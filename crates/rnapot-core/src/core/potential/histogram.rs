use super::geometry::PairDistance;
use super::params::ModelParameters;
use crate::core::models::pair::PairCategory;
use itertools::{EitherOrBoth, Itertools};
use std::iter::Sum;
use std::ops::{Add, AddAssign};

/// Per-bin distance counts.
#[derive(Debug, Clone, PartialEq, Eq, Default)]
pub struct Histogram {
    counts: Vec<u64>,
}

impl Histogram {
    pub fn new(num_bins: usize) -> Self {
        Self {
            counts: vec![0; num_bins],
        }
    }

    pub fn from_counts(counts: Vec<u64>) -> Self {
        Self { counts }
    }

    #[inline]
    pub fn increment(&mut self, bin: usize) {
        if bin >= self.counts.len() {
            self.counts.resize(bin + 1, 0);
        }
        self.counts[bin] += 1;
    }

    pub fn counts(&self) -> &[u64] {
        &self.counts
    }

    pub fn num_bins(&self) -> usize {
        self.counts.len()
    }

    pub fn total(&self) -> u64 {
        self.counts.iter().sum()
    }

    /// Element-wise sum. Histograms of different lengths are aligned at bin zero and the
    /// result takes the longer length, so the operation stays total, commutative and
    /// associative.
    pub fn merge(&mut self, other: &Histogram) {
        self.counts = self
            .counts
            .iter()
            .zip_longest(other.counts.iter())
            .map(|pair| match pair {
                EitherOrBoth::Both(a, b) => a + b,
                EitherOrBoth::Left(a) | EitherOrBoth::Right(a) => *a,
            })
            .collect();
    }
}

/// The full set of histograms for one structure or one corpus: one per pair category plus the
/// pooled reference histogram.
///
/// Every recorded distance increments exactly one category histogram and the reference
/// histogram, in the same bin, so the reference total always equals the sum of the category
/// totals.
#[derive(Debug, Clone, PartialEq, Eq)]
pub struct DistanceHistograms {
    reference: Histogram,
    pairs: [Histogram; PairCategory::COUNT],
}

impl DistanceHistograms {
    pub fn new(num_bins: usize) -> Self {
        Self {
            reference: Histogram::new(num_bins),
            pairs: std::array::from_fn(|_| Histogram::new(num_bins)),
        }
    }

    pub fn for_params(params: &ModelParameters) -> Self {
        Self::new(params.num_bins())
    }

    /// Bins every pair distance into a fresh set of histograms.
    pub fn accumulate<I>(distances: I, params: &ModelParameters) -> Self
    where
        I: IntoIterator<Item = PairDistance>,
    {
        let mut histograms = Self::for_params(params);
        for pair in distances {
            histograms.record(pair, params);
        }
        histograms
    }

    #[inline]
    pub fn record(&mut self, pair: PairDistance, params: &ModelParameters) {
        let bin = params.bin_index(pair.distance);
        self.reference.increment(bin);
        self.pairs[pair.category().index()].increment(bin);
    }

    pub fn reference(&self) -> &Histogram {
        &self.reference
    }

    pub fn pair(&self, category: PairCategory) -> &Histogram {
        &self.pairs[category.index()]
    }

    pub fn iter_pairs(&self) -> impl Iterator<Item = (PairCategory, &Histogram)> {
        PairCategory::ALL
            .iter()
            .map(move |&category| (category, &self.pairs[category.index()]))
    }

    pub fn total(&self) -> u64 {
        self.reference.total()
    }

    pub fn merge(&mut self, other: &DistanceHistograms) {
        self.reference.merge(&other.reference);
        for (mine, theirs) in self.pairs.iter_mut().zip(other.pairs.iter()) {
            mine.merge(theirs);
        }
    }
}

impl Default for DistanceHistograms {
    fn default() -> Self {
        Self::new(0)
    }
}

impl AddAssign<&DistanceHistograms> for DistanceHistograms {
    fn add_assign(&mut self, rhs: &DistanceHistograms) {
        self.merge(rhs);
    }
}

impl Add for DistanceHistograms {
    type Output = Self;

    fn add(mut self, rhs: Self) -> Self::Output {
        self.merge(&rhs);
        self
    }
}

impl Sum for DistanceHistograms {
    fn sum<I: Iterator<Item = Self>>(iter: I) -> Self {
        iter.fold(Self::default(), |acc, h| acc + h)
    }
}

#[cfg(test)]
mod tests {
    use super::*;
    use crate::core::models::nucleotide::Nucleotide;

    fn pair(first: Nucleotide, second: Nucleotide, distance: f64) -> PairDistance {
        PairDistance {
            first,
            second,
            distance,
        }
    }

    fn params() -> ModelParameters {
        ModelParameters {
            max_distance: 20.0,
            position_skip: 1,
            bin_width: 1.0,
            ..ModelParameters::default()
        }
    }

    fn category(label: &str) -> PairCategory {
        label.parse().unwrap()
    }

    #[test]
    fn accumulate_matches_three_residue_scenario() {
        let distances = vec![
            pair(Nucleotide::A, Nucleotide::U, 5.0),
            pair(Nucleotide::A, Nucleotide::G, 10.0),
            pair(Nucleotide::U, Nucleotide::G, 5.0),
        ];
        let h = DistanceHistograms::accumulate(distances, &params());

        assert_eq!(h.reference().num_bins(), 20);
        assert_eq!(h.reference().counts()[5], 2);
        assert_eq!(h.reference().counts()[10], 1);
        assert_eq!(h.reference().total(), 3);

        assert_eq!(h.pair(category("AU")).counts()[5], 1);
        assert_eq!(h.pair(category("AG")).counts()[10], 1);
        assert_eq!(h.pair(category("GU")).counts()[5], 1);
        assert_eq!(h.pair(category("AA")).total(), 0);
    }

    #[test]
    fn reference_total_equals_sum_of_category_totals() {
        let distances: Vec<_> = (0..50)
            .map(|k| {
                let a = Nucleotide::ALL[k % 4];
                let b = Nucleotide::ALL[(k / 4) % 4];
                pair(a, b, (k as f64 * 0.37) % 20.0)
            })
            .collect();
        let h = DistanceHistograms::accumulate(distances, &params());
        let category_sum: u64 = h.iter_pairs().map(|(_, hist)| hist.total()).sum();
        assert_eq!(h.reference().total(), category_sum);
        assert_eq!(h.total(), 50);
    }

    #[test]
    fn overflowing_distance_is_folded_into_last_bin() {
        let p = ModelParameters {
            max_distance: 20.0,
            bin_width: 3.0,
            ..ModelParameters::default()
        };
        let h = DistanceHistograms::accumulate([pair(Nucleotide::C, Nucleotide::C, 19.5)], &p);
        assert_eq!(h.reference().num_bins(), 7);
        assert_eq!(h.reference().counts()[6], 1);
    }

    #[test]
    fn merge_is_commutative_and_associative() {
        let p = params();
        let a = DistanceHistograms::accumulate([pair(Nucleotide::A, Nucleotide::U, 3.2)], &p);
        let b = DistanceHistograms::accumulate([pair(Nucleotide::G, Nucleotide::C, 7.9)], &p);
        let c = DistanceHistograms::accumulate(
            [
                pair(Nucleotide::U, Nucleotide::A, 3.9),
                pair(Nucleotide::G, Nucleotide::G, 12.0),
            ],
            &p,
        );

        let left = (a.clone() + b.clone()) + c.clone();
        let right = a.clone() + (b.clone() + c.clone());
        let shuffled = c.clone() + a.clone() + b.clone();
        assert_eq!(left, right);
        assert_eq!(left, shuffled);
        assert_eq!(left.pair(category("AU")).counts()[3], 2);
    }

    #[test]
    fn sum_over_partials_equals_single_pass_accumulation() {
        let p = params();
        let all = vec![
            pair(Nucleotide::A, Nucleotide::A, 4.5),
            pair(Nucleotide::C, Nucleotide::U, 8.1),
            pair(Nucleotide::G, Nucleotide::A, 15.0),
            pair(Nucleotide::U, Nucleotide::U, 0.2),
        ];
        let single = DistanceHistograms::accumulate(all.clone(), &p);
        let partials: DistanceHistograms = all
            .chunks(2)
            .map(|chunk| DistanceHistograms::accumulate(chunk.iter().copied(), &p))
            .sum();
        assert_eq!(single, partials);
    }

    #[test]
    fn merging_into_empty_default_adopts_the_other_length() {
        let mut empty = DistanceHistograms::default();
        let filled =
            DistanceHistograms::accumulate([pair(Nucleotide::A, Nucleotide::C, 2.0)], &params());
        empty.merge(&filled);
        assert_eq!(empty, filled);
    }

    #[test]
    fn histogram_merge_extends_shorter_operand() {
        let mut short = Histogram::from_counts(vec![1, 2]);
        short.merge(&Histogram::from_counts(vec![3, 4, 5]));
        assert_eq!(short.counts(), &[4, 6, 5]);
    }
}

▶ [EXERCISE DETAILS] Go back to the start of the listing above. Reproduce each line exactly, ending with the line that contains "Per-bin distance counts.".

▶ [SOLVED PROBLEM]
filename crates/rnapot-core/src/core/potential/histogram.rs
use super::geometry::PairDistance;
use super::params::ModelParameters;
use crate::core::models::pair::PairCategory;
use itertools::{EitherOrBoth, Itertools};
use std::iter::Sum;
use std::ops::{Add, AddAssign};

/// Per-bin distance counts.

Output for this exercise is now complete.